In a circuit switching network, the transmission rate of each connection is the same and it remains constant such that once the route of the connection is assigned and the transmission time is scheduled, the traffic of the connection can be simply managed by the switching network.

However, the behavior of traffic in an ATM network is very different from circuit switching network and can be considered in several levels: network level, call level, burst level and cell level as shown in Figure 2.5. At the network level, a number of connections are carried. At the call level, a call (or session) lasts for the duration of the connection between the end users. A call in turn can be partitioned into a sequence of alternate burst (ON) and silence (OFF) periods. These periods affect the burst level performance of an ATM network. During the ON period \( T_{ON} \), a steam of ATM cells is emitted at regular intervals. During the OFF period \( T_{OFF} \), no cells are transmitted. An important attribute of each level is its time scale. This is governed by the mean inter-arrival time of entities in that level during an activity period in the upper level. Usually, time scales of different levels are substantially different.

Implementation of circuit switching in ATM network is simple since the traffic behavior of circuit switching is regular and periodic. Therefore, we can combine the burst level and cell level altogether as one level and we assign the peak bandwidth capacity to each connection. The multiplexing can be done on
burst level instead of cell level and simplify the switch complexity.

Although the algorithm proposed in [27] can assign route and capacity to each multirate connection at call-level, it cannot solve the problem of simultaneous arrival of traffic from different connections at burst level. This is because it has not considered the time scale difference between the call level and the cell level. Capacity may be available on call level for different connection but it may not be available on cell level since cells from different connections may arrive simultaneously. Cells may be blocked at cell level so that the non-blocking condition at call level may not hold on cell level.

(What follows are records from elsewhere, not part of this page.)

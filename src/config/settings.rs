//! Service settings discovery and loading
//!
//! Settings are read from the first file found in this hierarchy:
//! 1. Current directory: ./harvester.toml or ./.harvester/config.toml
//! 2. User config: ~/.harvester/config.toml
//! 3. System config: /etc/harvester/config.toml
//! 4. Built-in defaults
//!
//! Environment variables are applied on top of whichever source was used.

use crate::config::types::ConfigLayer;
use crate::cookies::CookieCacheConfig;
use crate::env;
use crate::login::LoginConfig;
use crate::task::OrchestratorConfig;
use anyhow::{Context, Result, anyhow, bail};
use serde::{Deserialize, Serialize};
use std::env as std_env;
use std::fs;
use std::path::{Path, PathBuf};
use tracing::{debug, info, warn};

/// Application-level settings for the harvesting service
#[derive(Debug, Clone, Default, PartialEq, Serialize, Deserialize)]
#[serde(default)]
pub struct ServiceSettings {
    pub orchestrator: OrchestratorConfig,
    pub login: LoginConfig,
    pub cookies: CookieCacheConfig,
    /// Operator-provided crawl defaults; this is the environment layer of
    /// every resolved configuration.
    pub crawl_defaults: ConfigLayer,
}

impl ServiceSettings {
    pub fn from_toml_str(content: &str) -> Result<Self> {
        let settings: Self = toml::from_str(content).context("Failed to parse settings TOML")?;
        settings.validate()?;
        Ok(settings)
    }

    pub fn to_toml_string(&self) -> Result<String> {
        toml::to_string_pretty(self).context("Failed to serialize settings")
    }

    pub fn from_toml_file<P: AsRef<Path>>(path: P) -> Result<Self> {
        let path = path.as_ref();
        let content = fs::read_to_string(path)
            .with_context(|| format!("Failed to read settings file {:?}", path))?;
        Self::from_toml_str(&content)
    }

    pub fn to_toml_file<P: AsRef<Path>>(&self, path: P) -> Result<()> {
        let path = path.as_ref();
        if let Some(parent) = path.parent()
            && !parent.as_os_str().is_empty()
        {
            fs::create_dir_all(parent)
                .with_context(|| format!("Failed to create directory {:?}", parent))?;
        }
        fs::write(path, self.to_toml_string()?)
            .with_context(|| format!("Failed to write settings file {:?}", path))?;
        Ok(())
    }

    /// Apply overrides from the process environment
    pub fn apply_process_env(&mut self) -> Result<()> {
        self.apply_env_overrides(|key| std_env::var(key).ok())
    }

    /// Apply overrides using `lookup` to read variables
    pub fn apply_env_overrides<F>(&mut self, lookup: F) -> Result<()>
    where
        F: Fn(&str) -> Option<String>,
    {
        if let Some(v) = lookup(env::vars::MAX_CONCURRENT_TASKS) {
            self.orchestrator.max_concurrent_tasks = parse_var(env::vars::MAX_CONCURRENT_TASKS, &v)?;
        }
        if let Some(v) = lookup(env::vars::TASK_TIMEOUT_SECS) {
            self.orchestrator.task_timeout_secs = parse_var(env::vars::TASK_TIMEOUT_SECS, &v)?;
        }
        if let Some(v) = lookup(env::vars::LOGIN_TIMEOUT_SECS) {
            self.login.default_timeout_secs = parse_var(env::vars::LOGIN_TIMEOUT_SECS, &v)?;
        }
        if let Some(v) = lookup(env::vars::COOKIE_DIR) {
            self.cookies.cache_dir = Some(PathBuf::from(v));
        }

        let layer = &mut self.crawl_defaults;
        if let Some(v) = lookup(env::vars::DEFAULT_HEADLESS) {
            layer.headless = Some(parse_bool(env::vars::DEFAULT_HEADLESS, &v)?);
        }
        if let Some(v) = lookup(env::vars::DEFAULT_ENABLE_PROXY) {
            layer.enable_proxy = Some(parse_bool(env::vars::DEFAULT_ENABLE_PROXY, &v)?);
        }
        if let Some(v) = lookup(env::vars::DEFAULT_PROXY_PROVIDER) {
            layer.proxy_provider = Some(v);
        }
        if let Some(v) = lookup(env::vars::DEFAULT_MAX_RETRIES) {
            layer.max_retries = Some(parse_var(env::vars::DEFAULT_MAX_RETRIES, &v)?);
        }
        if let Some(v) = lookup(env::vars::DEFAULT_TIMEOUT) {
            layer.timeout = Some(parse_var(env::vars::DEFAULT_TIMEOUT, &v)?);
        }

        self.validate()
    }

    /// Reject limits under which tasks or logins could never make progress.
    /// Crawl defaults are checked per request by the resolver.
    pub fn validate(&self) -> Result<()> {
        let orchestrator = &self.orchestrator;
        let login = &self.login;
        let checks = [
            ("orchestrator.max_concurrent_tasks", orchestrator.max_concurrent_tasks == 0),
            (
                "orchestrator.consecutive_failure_threshold",
                orchestrator.consecutive_failure_threshold == 0,
            ),
            (
                "orchestrator.total_failure_threshold",
                orchestrator.total_failure_threshold == 0,
            ),
            ("orchestrator.task_timeout_secs", orchestrator.task_timeout_secs == 0),
            ("orchestrator.page_size", orchestrator.page_size == 0),
            ("orchestrator.detail_batch_size", orchestrator.detail_batch_size == 0),
            ("login.default_timeout_secs", login.default_timeout_secs == 0),
            ("login.poll_interval_ms", login.poll_interval_ms == 0),
            ("login.adapter_timeout_secs", login.adapter_timeout_secs == 0),
        ];

        let invalid: Vec<&str> = checks
            .iter()
            .filter(|(_, zero)| *zero)
            .map(|(field, _)| *field)
            .collect();
        if !invalid.is_empty() {
            bail!("settings must be at least 1: {}", invalid.join(", "));
        }
        Ok(())
    }
}

fn parse_var<T: std::str::FromStr>(key: &str, value: &str) -> Result<T> {
    value
        .trim()
        .parse::<T>()
        .map_err(|_| anyhow!("{} has an invalid value: '{}'", key, value))
}

fn parse_bool(key: &str, value: &str) -> Result<bool> {
    match value.trim().to_ascii_lowercase().as_str() {
        "1" | "true" | "yes" | "on" => Ok(true),
        "0" | "false" | "no" | "off" => Ok(false),
        _ => Err(anyhow!("{} is not a boolean: '{}'", key, value)),
    }
}

/// Settings file discovery
pub struct SettingsDiscovery;

impl SettingsDiscovery {
    /// Load settings from the discovery hierarchy, then apply the environment
    pub fn discover() -> Result<ServiceSettings> {
        let mut settings = match Self::find_settings_file() {
            Some(path) => {
                info!("Loading settings from: {:?}", path);
                ServiceSettings::from_toml_file(path)?
            }
            None => {
                info!("No settings file found, using defaults");
                ServiceSettings::default()
            }
        };

        settings.apply_process_env()?;
        Ok(settings)
    }

    /// First existing file of the discovery hierarchy
    pub fn find_settings_file() -> Option<PathBuf> {
        for candidate in Self::candidates() {
            debug!("Checking for settings file: {:?}", candidate);
            if candidate.is_file() {
                return Some(candidate);
            }
        }
        debug!("No settings file found in discovery hierarchy");
        None
    }

    /// Settings file candidates in priority order
    pub fn candidates() -> Vec<PathBuf> {
        let mut candidates = Vec::new();

        if let Ok(current_dir) = std_env::current_dir() {
            candidates.push(current_dir.join(env::LOCAL_CONFIG_FILE_NAME));
            candidates.push(env::local_config_file_path(&current_dir));
        }

        if let Some(home_dir) = Self::home_dir() {
            candidates.push(env::user_config_file_path(&home_dir));
        }

        #[cfg(unix)]
        candidates.push(PathBuf::from("/etc/harvester/config.toml"));

        candidates
    }

    fn home_dir() -> Option<PathBuf> {
        std_env::var("HOME")
            .ok()
            .or_else(|| std_env::var("USERPROFILE").ok())
            .map(PathBuf::from)
    }

    /// Write default settings to `path` unless a file already exists there
    pub fn write_default(path: &Path) -> Result<bool> {
        if path.exists() {
            warn!("Settings file already exists: {:?}", path);
            return Ok(false);
        }
        ServiceSettings::default().to_toml_file(path)?;
        info!("Created default settings file: {:?}", path);
        Ok(true)
    }

    /// Print the discovery hierarchy and the active file
    pub fn show_discovery_info() {
        println!("Settings discovery hierarchy:");
        for (i, candidate) in Self::candidates().iter().enumerate() {
            let status = if candidate.is_file() {
                "found"
            } else {
                "missing"
            };
            println!("  {}. {:?} - {}", i + 1, candidate, status);
        }
        match Self::find_settings_file() {
            Some(found) => println!("Active settings: {:?}", found),
            None => println!("Active settings: built-in defaults"),
        }
    }
}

The only way to make the routing
assignment at call level work at cell level is to schedule the cell transmission time.

2.3.2 Time Division Multiplexing in Multirate Circuit Switching and Cell-level Switching in ATM Network

In the realization of multirate circuit switching in ATM network, we have to place a multiplexer at the front of the switching network to multiplex different connections together to share a single link. In order to avoid cell loss due to cell contention inside the switch, the multiplexer has to do the scheduling work for the connections or buffer is needed inside the switch. Using buffer switch will reduce the scheduling work of the multiplexer but the delay cannot be guaranteed for each multirate connection. Therefore, the switch we used is bufferless so that we have to schedule the cell transmission to avoid any loss inside the switch. Since the traffic characteristic of multirate circuit switching is periodic, we can use a frame structure for aligning the cells in switching after they enter the multiplexer. There is no frame structure outside the switch such that the incoming multirate traffic will arrive independently. The frame size is equal to the quantization level so that the bandwidth requirement of each connection in each frame is the same. The switch pattern is repeated from frame to frame until any connection release or new connection arrive.
2.3.3 Cell Transmission Scheduling

We adopt the TDM scheme to implement our algorithm in cell-level switching in ATM network. As mention in Section 2.2, we quantized the bandwidth capacity uniformly in $M$ levels, we set the TDM frame size equal to $M$ such that there are $M$ time slots within one transmission time unit. We transform the time slot unit into cell unit so that one time slot equal to $\frac{C}{M}$ cells where $C$ is the number of cells transmitted within one transmission time unit. For simplicity, we will use the term "time slot" to represent the cell in this chapter.

To implement our algorithm in time slot level, we have to schedule time slot to each connection. However, we cannot set the time slot to connection without conflict when we get the route assignment and the capacity assignment from the Capacity Allocation Matrix (CAM) because the algorithm did not consider the time slot level route assignment. Time slot contention may occur even though we have sufficient number of central modules to make the network non-blocking. The time slot contention may occur when the capacity mismatch with time slot between different stage switching modules.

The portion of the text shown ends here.